Freedom of Expression

Responses to Warwick SU barring Maryam Namazie

Update: Following a statement from the SU, WASH has issued this response.

If you haven’t yet caught up with this story an excellent summary of Warwick Student Union’s disgraceful decision can be read on Student Rights.  Briefly, Namazie had been invited to speak by Warwick’s Atheists Secularists and Humanists society on 28 October, but her invitation has now been blocked by the SU on the grounds that ‘she is highly inflammatory, and could incite hatred on campus’.

Although Warwick University is not a serial offender when it comes to extremist speakers, the SU’s position is clearly inconsistent.  As Student Rights points out, Ken O’Keefe was given permission to speak earlier this year:

Even the most cursory online search reveals that O’Keefe is an anti-Semitic conspiracy theorist, who was condemned by a number of student Palestine Societies in 2012 after he claimed thatIsrael and Mossad were directly involved in 9/11”.

In response to this criticism, he suggested he was being attacked for standing against “the Jewish supremacism that is of dire consequence to our world” and claimed:

Israeli Mossad worked with high treason traitors in the US government to set explosives in the twin towers and building 7 on 9/11“.

He has claimed that “for all of its problems, Hamas has done a good job of getting rid of the collaborators” – with this report into the murder of Palestinian civilians by Hamas demonstrating what that means in practice.

Namazie has eloquently countered the assertion that she is likely to ‘incite hatred’:

For now, though, suffice it to say that criticising religion and the religious-Right is not incitement of hatred against people. If anything, it’s the religious-Right, namely Islamism in this case, which incites hatred against those of us who dare to leave Islam and criticise it.

The Student Union seems to lack an understanding of the difference between criticising religion, an idea, or a far-Right political movement on the one hand and attacking and inciting hate against people on the other. Inciting hatred is what the Islamists do; I and my organisation challenge them and defend the rights of ex-Muslims, Muslims and others to dissent.

The Student Union position is of course nothing new. It is the predominant post-modernist “Left” point of view that conflates Islam, Muslims and Islamists, homogenises the “Muslim community”, thinks believers are one and the same as the religious-Right and sides with the Islamist narrative against its many dissenters.
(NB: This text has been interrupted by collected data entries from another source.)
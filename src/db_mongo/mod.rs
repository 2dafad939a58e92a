pub mod collection;
pub mod errors;

use async_trait::async_trait;
use mongodb::{Client, bson::doc, options::ClientOptions};

use crate::config::DatabaseConfig;
use crate::store::{Connector, DbError, StoreClient, StoreDatabase};

pub use collection::MongoCollection;

/// Create MongoDB connection
pub async fn create_client(uri: &str, config: &DatabaseConfig) -> Result<MongoClient, DbError> {
    let mut options = ClientOptions::parse(uri)
        .await
        .map_err(|e| errors::classify(e, "admin"))?;
    options.app_name = Some(config.app_name.clone());
    options.connect_timeout = Some(config.connect_timeout);
    options.server_selection_timeout = Some(config.server_selection_timeout);

    let client = Client::with_options(options).map_err(|e| errors::classify(e, "admin"))?;

    // Ping to verify connection
    client
        .database("admin")
        .run_command(doc! {"ping": 1})
        .await
        .map_err(|e| errors::classify(e, "admin"))?;

    tracing::info!("Successfully connected to MongoDB at {}", uri);
    Ok(MongoClient {
        client,
        url: uri.to_string(),
    })
}

/// Opens MongoDB clients against the configured endpoint.
pub struct MongoConnector {
    config: DatabaseConfig,
}

impl MongoConnector {
    pub fn new(config: DatabaseConfig) -> Self {
        Self { config }
    }

    /// Open a fresh, unmanaged client. Defaults to the configured URL.
    pub async fn connect_mongodb(&self, url: Option<&str>) -> Result<MongoClient, DbError> {
        let url = url
            .map(str::to_string)
            .unwrap_or_else(|| self.config.mongo_url());
        create_client(&url, &self.config).await.inspect_err(|e| {
            tracing::error!("Failed to connect to MongoDB at {}: {}", url, e);
        })
    }
}

#[async_trait]
impl Connector for MongoConnector {
    type Client = MongoClient;

    async fn connect(&self) -> Result<MongoClient, DbError> {
        self.connect_mongodb(None).await
    }
}

#[derive(Debug, Clone)]
pub struct MongoClient {
    client: Client,
    url: String,
}

#[async_trait]
impl StoreClient for MongoClient {
    type Database = MongoDatabase;

    fn url(&self) -> &str {
        &self.url
    }

    fn database(&self, name: &str) -> MongoDatabase {
        MongoDatabase {
            db: self.client.database(name),
        }
    }

    async fn ping(&self) -> Result<(), DbError> {
        self.client
            .database("admin")
            .run_command(doc! {"ping": 1})
            .await
            .map(|_| ())
            .map_err(|e| errors::classify(e, "admin"))
    }

    async fn shutdown(self) {
        self.client.shutdown().await;
    }
}

/// Database handle resolved from a live client
#[derive(Debug, Clone)]
pub struct MongoDatabase {
    db: mongodb::Database,
}

impl StoreDatabase for MongoDatabase {
    type Collection = MongoCollection;

    fn name(&self) -> &str {
        self.db.name()
    }

    fn collection(&self, name: &str) -> MongoCollection {
        MongoCollection::new(self.db.collection(name))
    }
}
Benjamin David, President of WASH, has also responded to the ban:

Maryam often describes the true facts concerning her own experiences and those of people she works with in relation to radical forms of Islam – not all forms of Islam, just those pernicious, radical strands of the religion – things that most peaceful Muslims would also condemn. I must profess that if those facts are an incitement of hatred – which I most definitely believe they are not – then the solution is to change the way people are treated in certain faith communities, not to insist Maryam lie about her life through censorship.

One problem with the SU’s decision is that it assumes Warwick’s Muslim students won’t tolerate challenging views:

Those speaking out against the ban include Muslims:

It’s good that this story has been picked up by the mainstream media as well as by secularist organisations and bloggers.  The Independent quoted the SU President’s ludicrous explanation for the ban:

Isaac Leigh, president of Warwick Student Union said: “The initial decision was made for the right of Muslim students not to feel intimidated or discriminated against on their university campus… rather than in the interest of suppressing free speech.

Even the most illiberal regimes don’t generally claim to silence dissent purely ‘in the interest of suppressing free speech’.  And anyone might ‘feel’ discriminated against – but having Namazie speak to a secularist society is in no sense an act of discrimination against Muslims.

Of course Maryam Namazie, who pulls no punches, is not everyone’s cup of tea – and it’s not just Muslims who dislike her.

Maryam Namazie of One Law for All is a Marxist antisemite who says she is an ex-Muslim and foe of jihad terror, but nonetheless has attacked Israel and spread Palestinian jihad propaganda on numerous occasions.

Whereas some Muslims on Twitter have gleefully welcomed the silencing of a ‘hate preacher’, and others, as we have seen, unreservedly oppose the ban, other Muslims have been supporting  her right to speak freely while making it clear that they think her views should be challenged.